WHAT IS EXPECTED:
Go through the entries below and give the number of lines that have the string "crate", and only that.

Saved entries
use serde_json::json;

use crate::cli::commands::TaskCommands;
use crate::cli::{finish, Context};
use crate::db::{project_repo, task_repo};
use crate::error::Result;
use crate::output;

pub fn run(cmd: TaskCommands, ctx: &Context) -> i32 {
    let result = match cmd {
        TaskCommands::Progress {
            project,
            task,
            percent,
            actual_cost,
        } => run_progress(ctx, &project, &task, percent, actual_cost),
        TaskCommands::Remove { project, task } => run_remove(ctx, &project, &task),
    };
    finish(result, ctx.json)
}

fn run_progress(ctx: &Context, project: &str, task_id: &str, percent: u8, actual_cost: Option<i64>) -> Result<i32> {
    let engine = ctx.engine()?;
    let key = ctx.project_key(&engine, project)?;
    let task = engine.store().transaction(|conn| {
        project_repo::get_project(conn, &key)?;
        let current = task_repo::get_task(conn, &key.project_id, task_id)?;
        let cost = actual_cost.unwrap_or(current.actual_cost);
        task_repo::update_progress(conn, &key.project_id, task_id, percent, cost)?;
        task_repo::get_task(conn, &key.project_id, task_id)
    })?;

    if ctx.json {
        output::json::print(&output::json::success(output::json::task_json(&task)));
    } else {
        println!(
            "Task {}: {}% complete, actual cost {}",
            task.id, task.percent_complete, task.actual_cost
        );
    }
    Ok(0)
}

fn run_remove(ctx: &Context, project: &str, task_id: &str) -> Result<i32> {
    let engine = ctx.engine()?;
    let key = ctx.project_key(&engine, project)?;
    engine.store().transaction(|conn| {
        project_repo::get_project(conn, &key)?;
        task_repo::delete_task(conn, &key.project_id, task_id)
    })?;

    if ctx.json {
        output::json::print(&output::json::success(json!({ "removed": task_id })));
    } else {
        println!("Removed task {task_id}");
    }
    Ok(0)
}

==

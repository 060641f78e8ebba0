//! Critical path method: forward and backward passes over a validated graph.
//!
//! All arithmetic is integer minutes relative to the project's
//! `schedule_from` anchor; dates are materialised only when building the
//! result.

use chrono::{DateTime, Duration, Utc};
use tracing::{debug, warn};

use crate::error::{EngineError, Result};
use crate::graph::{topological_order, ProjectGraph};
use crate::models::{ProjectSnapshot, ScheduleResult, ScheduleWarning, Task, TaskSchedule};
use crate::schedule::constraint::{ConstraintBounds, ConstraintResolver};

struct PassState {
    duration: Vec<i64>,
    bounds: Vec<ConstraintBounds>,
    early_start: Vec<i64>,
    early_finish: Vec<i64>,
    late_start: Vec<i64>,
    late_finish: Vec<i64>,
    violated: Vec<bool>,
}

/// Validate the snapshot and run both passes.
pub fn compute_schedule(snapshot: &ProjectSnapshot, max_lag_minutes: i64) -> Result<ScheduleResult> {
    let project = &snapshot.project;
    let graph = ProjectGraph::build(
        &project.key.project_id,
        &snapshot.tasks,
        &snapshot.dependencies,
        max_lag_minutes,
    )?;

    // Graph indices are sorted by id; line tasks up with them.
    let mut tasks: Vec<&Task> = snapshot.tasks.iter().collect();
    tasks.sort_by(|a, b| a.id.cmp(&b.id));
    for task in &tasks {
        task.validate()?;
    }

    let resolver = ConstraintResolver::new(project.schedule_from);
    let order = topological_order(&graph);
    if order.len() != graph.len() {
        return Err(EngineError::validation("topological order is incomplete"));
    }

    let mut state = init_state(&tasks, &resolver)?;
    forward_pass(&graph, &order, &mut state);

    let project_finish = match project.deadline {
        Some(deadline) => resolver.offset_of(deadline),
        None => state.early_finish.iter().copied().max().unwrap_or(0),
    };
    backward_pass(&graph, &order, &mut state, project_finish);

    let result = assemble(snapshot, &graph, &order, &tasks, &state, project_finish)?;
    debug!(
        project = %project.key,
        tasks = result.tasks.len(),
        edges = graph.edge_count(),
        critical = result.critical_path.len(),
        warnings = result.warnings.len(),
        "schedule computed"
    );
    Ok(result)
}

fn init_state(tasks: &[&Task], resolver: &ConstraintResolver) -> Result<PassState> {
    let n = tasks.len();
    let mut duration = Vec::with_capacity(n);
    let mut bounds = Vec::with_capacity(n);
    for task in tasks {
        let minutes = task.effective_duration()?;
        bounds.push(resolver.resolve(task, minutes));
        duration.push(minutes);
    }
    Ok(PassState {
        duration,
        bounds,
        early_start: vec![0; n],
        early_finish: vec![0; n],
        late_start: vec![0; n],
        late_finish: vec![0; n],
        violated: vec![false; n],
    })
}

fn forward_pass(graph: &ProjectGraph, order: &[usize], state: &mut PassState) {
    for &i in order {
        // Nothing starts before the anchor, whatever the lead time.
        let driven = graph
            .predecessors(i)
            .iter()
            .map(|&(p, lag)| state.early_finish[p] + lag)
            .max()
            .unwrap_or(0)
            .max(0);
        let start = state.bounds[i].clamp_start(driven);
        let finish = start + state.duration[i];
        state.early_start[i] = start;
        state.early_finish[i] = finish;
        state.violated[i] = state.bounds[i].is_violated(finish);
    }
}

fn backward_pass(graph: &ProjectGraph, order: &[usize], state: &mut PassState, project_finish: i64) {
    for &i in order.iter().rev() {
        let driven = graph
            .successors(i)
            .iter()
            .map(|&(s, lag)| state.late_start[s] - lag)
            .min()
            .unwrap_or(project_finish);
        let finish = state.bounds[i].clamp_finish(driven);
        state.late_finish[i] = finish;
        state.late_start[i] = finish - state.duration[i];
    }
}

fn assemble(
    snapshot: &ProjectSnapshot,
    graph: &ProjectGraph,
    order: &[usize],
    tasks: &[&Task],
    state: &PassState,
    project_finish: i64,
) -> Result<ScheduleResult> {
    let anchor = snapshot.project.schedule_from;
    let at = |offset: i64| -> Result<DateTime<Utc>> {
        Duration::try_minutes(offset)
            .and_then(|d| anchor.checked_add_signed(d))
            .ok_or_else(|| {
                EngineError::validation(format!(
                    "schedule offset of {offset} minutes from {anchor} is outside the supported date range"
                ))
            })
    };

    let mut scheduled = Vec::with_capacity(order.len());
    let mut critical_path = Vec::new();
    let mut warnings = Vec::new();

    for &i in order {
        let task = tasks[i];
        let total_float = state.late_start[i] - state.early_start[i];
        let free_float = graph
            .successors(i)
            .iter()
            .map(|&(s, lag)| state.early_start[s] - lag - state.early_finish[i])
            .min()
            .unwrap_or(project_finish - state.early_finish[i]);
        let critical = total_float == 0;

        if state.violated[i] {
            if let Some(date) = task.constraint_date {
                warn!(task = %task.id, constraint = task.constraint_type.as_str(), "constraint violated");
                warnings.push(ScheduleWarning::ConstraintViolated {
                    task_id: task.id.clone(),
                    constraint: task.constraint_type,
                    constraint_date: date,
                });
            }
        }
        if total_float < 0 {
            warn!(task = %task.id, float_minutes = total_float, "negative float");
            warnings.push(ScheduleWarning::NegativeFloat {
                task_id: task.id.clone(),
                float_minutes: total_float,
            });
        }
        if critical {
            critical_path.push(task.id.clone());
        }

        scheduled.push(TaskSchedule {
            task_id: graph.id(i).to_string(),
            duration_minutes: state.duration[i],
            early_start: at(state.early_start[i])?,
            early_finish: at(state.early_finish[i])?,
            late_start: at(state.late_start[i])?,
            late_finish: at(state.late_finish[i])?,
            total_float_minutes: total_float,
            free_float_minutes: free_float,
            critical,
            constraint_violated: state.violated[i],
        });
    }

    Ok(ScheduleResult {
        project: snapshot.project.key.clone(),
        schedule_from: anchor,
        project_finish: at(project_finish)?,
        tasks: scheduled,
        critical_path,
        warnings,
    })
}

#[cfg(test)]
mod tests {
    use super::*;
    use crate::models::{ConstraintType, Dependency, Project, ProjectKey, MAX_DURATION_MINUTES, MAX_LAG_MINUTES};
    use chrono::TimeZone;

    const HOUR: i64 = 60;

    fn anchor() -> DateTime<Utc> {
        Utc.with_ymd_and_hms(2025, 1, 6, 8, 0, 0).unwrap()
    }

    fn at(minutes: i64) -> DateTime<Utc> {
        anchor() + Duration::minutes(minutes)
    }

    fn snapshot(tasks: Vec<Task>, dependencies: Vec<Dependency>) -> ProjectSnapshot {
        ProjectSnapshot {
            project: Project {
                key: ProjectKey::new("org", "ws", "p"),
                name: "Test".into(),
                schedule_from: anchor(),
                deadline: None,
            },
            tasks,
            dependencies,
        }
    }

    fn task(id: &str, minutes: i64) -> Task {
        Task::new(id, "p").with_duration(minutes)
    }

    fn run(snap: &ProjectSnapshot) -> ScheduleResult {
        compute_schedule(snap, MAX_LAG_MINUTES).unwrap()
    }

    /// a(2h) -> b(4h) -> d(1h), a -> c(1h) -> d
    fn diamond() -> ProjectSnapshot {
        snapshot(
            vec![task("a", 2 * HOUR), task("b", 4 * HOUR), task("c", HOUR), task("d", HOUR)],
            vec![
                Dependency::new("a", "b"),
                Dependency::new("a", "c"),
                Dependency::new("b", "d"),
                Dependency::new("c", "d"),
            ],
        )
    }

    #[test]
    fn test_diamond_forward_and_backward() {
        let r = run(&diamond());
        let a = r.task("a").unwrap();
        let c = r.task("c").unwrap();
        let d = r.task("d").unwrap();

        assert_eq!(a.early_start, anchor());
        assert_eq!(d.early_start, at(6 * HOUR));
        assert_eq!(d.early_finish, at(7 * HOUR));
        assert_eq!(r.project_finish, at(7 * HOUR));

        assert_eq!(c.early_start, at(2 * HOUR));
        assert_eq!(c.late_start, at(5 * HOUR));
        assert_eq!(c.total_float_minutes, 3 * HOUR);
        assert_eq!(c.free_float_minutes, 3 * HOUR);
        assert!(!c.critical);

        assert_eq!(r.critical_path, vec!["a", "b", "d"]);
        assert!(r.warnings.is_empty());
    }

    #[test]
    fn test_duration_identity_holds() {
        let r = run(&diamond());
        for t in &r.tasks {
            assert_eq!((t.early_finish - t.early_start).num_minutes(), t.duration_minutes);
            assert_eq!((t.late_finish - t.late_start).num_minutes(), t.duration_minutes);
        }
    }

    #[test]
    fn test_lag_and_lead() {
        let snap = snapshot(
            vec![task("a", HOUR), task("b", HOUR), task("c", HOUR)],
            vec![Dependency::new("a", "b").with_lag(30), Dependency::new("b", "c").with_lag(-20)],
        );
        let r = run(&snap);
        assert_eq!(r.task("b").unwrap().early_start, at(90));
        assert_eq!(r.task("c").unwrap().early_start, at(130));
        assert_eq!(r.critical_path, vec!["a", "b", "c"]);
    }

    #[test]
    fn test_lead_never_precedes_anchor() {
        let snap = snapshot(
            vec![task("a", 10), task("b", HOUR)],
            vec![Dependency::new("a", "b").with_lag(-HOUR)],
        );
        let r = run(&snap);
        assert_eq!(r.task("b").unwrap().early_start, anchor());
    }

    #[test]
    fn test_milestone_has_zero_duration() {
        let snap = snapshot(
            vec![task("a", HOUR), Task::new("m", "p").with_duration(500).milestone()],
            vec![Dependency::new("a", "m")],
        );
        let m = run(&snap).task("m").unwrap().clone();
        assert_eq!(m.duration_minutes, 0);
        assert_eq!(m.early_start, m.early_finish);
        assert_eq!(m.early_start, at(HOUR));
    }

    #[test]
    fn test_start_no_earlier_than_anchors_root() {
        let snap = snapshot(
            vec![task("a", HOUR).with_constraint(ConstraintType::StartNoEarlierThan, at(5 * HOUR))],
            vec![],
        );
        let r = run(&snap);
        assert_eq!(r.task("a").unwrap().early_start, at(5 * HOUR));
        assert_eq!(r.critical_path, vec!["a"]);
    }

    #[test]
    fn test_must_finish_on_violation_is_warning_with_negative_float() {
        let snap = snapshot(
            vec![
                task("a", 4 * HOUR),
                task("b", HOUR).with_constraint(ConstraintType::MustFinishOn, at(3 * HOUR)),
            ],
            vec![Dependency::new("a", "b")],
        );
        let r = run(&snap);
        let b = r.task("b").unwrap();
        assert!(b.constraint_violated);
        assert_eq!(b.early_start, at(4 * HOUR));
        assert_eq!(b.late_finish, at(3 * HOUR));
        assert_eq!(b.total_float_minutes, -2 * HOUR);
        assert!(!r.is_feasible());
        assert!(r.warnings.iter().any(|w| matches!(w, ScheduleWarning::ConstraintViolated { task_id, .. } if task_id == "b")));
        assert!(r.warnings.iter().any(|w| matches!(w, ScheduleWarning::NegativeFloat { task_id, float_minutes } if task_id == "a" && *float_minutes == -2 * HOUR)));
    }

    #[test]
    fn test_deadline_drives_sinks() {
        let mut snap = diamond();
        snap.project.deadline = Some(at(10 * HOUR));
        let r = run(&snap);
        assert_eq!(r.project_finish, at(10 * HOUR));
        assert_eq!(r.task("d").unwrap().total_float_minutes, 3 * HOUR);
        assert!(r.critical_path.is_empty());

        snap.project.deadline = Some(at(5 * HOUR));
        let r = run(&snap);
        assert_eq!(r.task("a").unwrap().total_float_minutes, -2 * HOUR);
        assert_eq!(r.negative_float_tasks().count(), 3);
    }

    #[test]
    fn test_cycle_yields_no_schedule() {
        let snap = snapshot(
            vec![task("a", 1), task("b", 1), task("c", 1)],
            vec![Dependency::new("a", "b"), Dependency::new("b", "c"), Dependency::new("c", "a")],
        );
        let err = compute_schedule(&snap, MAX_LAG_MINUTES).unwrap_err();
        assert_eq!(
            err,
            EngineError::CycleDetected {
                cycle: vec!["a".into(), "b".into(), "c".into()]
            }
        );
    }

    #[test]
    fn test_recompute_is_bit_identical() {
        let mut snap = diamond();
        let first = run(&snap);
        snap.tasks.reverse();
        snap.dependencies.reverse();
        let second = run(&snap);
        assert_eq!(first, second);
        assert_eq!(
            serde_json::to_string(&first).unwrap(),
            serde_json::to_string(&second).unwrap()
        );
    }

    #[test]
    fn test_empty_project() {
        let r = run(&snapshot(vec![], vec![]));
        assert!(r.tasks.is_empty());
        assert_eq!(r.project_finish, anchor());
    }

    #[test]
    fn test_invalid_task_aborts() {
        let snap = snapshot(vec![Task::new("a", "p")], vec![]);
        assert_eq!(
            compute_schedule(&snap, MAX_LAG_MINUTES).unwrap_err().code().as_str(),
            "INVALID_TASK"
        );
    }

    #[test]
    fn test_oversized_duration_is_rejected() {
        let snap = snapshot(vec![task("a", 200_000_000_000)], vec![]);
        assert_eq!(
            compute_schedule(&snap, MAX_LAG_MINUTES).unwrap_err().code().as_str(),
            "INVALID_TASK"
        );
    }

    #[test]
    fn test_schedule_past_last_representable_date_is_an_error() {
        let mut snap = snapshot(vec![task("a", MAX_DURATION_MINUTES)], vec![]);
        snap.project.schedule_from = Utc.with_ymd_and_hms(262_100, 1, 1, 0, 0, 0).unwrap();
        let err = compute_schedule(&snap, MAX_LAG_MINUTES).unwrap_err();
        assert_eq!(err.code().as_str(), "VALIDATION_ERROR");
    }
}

ANSWER TO THIS EXERCISE:
10